What needs to be done: Copy out the line bearing "a later temporary." and all the lines after it, to the very end of the material below, exactly as written.

*** Records provided ***

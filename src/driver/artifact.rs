use crate::ast::Ast;
use crate::ir::IrUnit;
use crate::lexer::Token;

/// Pipeline stop points, selected by the dump flags.
#[derive(Debug, Clone, Copy, PartialEq, Eq, Default)]
pub enum CompilePhase {
    Lex,
    Parse,
    Lower,
    #[default]
    Emit,
}

/// Outputs of one compilation, filled up to the stop phase.
#[derive(Default)]
pub struct CompileArtifact {
    pub tokens: Option<Vec<Token>>,
    pub ast: Option<Ast>,
    pub ir: Option<IrUnit>,
    pub assembly: Option<String>,
}
impl<'a> Allocator<'a> {
    fn new(liveness: &'a Liveness, function: &IrFunction, depth: u64) -> Allocator<'a> {
        let mut expiry = vec![Vec::new(); function.instrs.len()];
        for (temp, slot) in liveness.last_use.iter().enumerate() {
            if let Some(last) = slot {
                expiry[*last as usize].push(TempId(temp as u32));
            }
        }
        Allocator {
            liveness,
            expiry,
            locations: vec![None; function.temp_count as usize],
            int_pool: [None; INT_POOL.len()],
            float_pool: [None; FLOAT_POOL.len()],
            depth,
        }
    }

    fn run(&mut self, function: &IrFunction) {
        for (index, instr) in function.instrs.iter().enumerate() {
            let index = index as u32;
            // Sources the emitter consumes before it writes the result
            // may hand their register straight to that result.
            match instr {
                Instr::Bin { lhs, .. } => self.release_dying(lhs, index),
                Instr::Un { value, .. }
                | Instr::Conv { value, .. }
                | Instr::Assign { value, .. } => self.release_dying(value, index),
                _ => {}
            }
            let def = def_of(instr);
            if let Some((temp, class)) = def {
                self.define(temp, class, index);
            }
            for temp in std::mem::take(&mut self.expiry[index as usize]) {
                self.free(temp);
            }
            // A result nothing ever reads occupies its register for
            // this instruction only.
            if let Some((temp, _)) = def {
                if self.liveness.last_use_of(temp).is_none() {
                    self.free(temp);
                }
            }
        }
    }

    fn define(&mut self, temp: TempId, class: OpClass, index: u32) {
        if self.locations[temp.0 as usize].is_some() {
            // A second write along another control path keeps the home
            // picked at the first.
            return;
        }
        let location = self.assign(temp, class, index);
        self.locations[temp.0 as usize] = Some(location);
    }

    /// Pick a home for a freshly written temporary. Anything live into
    /// or across a call goes straight to the stack; everything else
    /// takes the first free register of its class, evicting the
    /// occupant with the most distant next use when the pool is full.
    fn assign(&mut self, temp: TempId, class: OpClass, index: u32) -> Location {
        if let Some(last) = self.liveness.last_use_of(temp) {
            if self.liveness.call_between(index, last) {
                return Location::Spill(self.new_spill());
            }
        }

        let liveness = self.liveness;
        let (pool, names) = self.pool_of(class);
        if let Some(free) = pool.iter().position(Option::is_none) {
            pool[free] = Some(temp);
            return Location::Reg(names[free]);
        }

        let mut victim_slot = 0;
        let mut victim_last = 0;
        for (slot, occupant) in pool.iter().enumerate() {
            if let Some(occupant) = *occupant {
                let last = liveness.last_use_of(occupant).unwrap_or(0);
                if last >= victim_last {
                    victim_slot = slot;
                    victim_last = last;
                }
            }
        }
        let victim = pool[victim_slot].take().expect("evicting from a full pool");
        pool[victim_slot] = Some(temp);
        let register = names[victim_slot];

        // The victim moves to the stack retroactively: its location is
        // final only once the whole function has been walked, so every
        // reference to it, earlier ones included, reads the slot.
        let home = self.new_spill();
        self.locations[victim.0 as usize] = Some(Location::Spill(home));
        Location::Reg(register)
    }

    fn release_dying(&mut self, operand: &Operand, index: u32) {
        let (base, extra) = operand.parts();
        for value in [Some(base), extra].into_iter().flatten() {
            if let Value::Temp(temp) = value {
                if self.liveness.last_use_of(temp) == Some(index) {
                    self.free(temp);
                }
            }
        }
    }

    fn free(&mut self, temp: TempId) {
        let Some(Location::Reg(register)) = self.locations[temp.0 as usize] else {
            return;
        };
        let (pool, names) = self.pool_of(if register.is_float() {
            OpClass::Float
        } else {
            OpClass::Int
        });
        if let Some(slot) = names.iter().position(|&name| name == register) {
            // Only the current occupant may be cleared; the register
            // can already belong to a later temporary.
            if pool[slot] == Some(temp) {
                pool[slot] = None;
            }
        }
    }

    fn pool_of(&mut self, class: OpClass) -> (&mut [Option<TempId>], &'static [Reg]) {
        match class {
            OpClass::Int => (&mut self.int_pool, &INT_POOL),
            OpClass::Float => (&mut self.float_pool, &FLOAT_POOL),
        }
    }

    fn new_spill(&mut self) -> i64 {
        self.depth = round_up(self.depth, 8) + 8;
        -(self.depth as i64)
    }
}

*** End of Records provided ***

Result of this task:
            // can already belong to a later temporary.
            if pool[slot] == Some(temp) {
                pool[slot] = None;
            }
        }
    }

    fn pool_of(&mut self, class: OpClass) -> (&mut [Option<TempId>], &'static [Reg]) {
        match class {
            OpClass::Int => (&mut self.int_pool, &INT_POOL),
            OpClass::Float => (&mut self.float_pool, &FLOAT_POOL),
        }
    }

    fn new_spill(&mut self) -> i64 {
        self.depth = round_up(self.depth, 8) + 8;
        -(self.depth as i64)
    }
}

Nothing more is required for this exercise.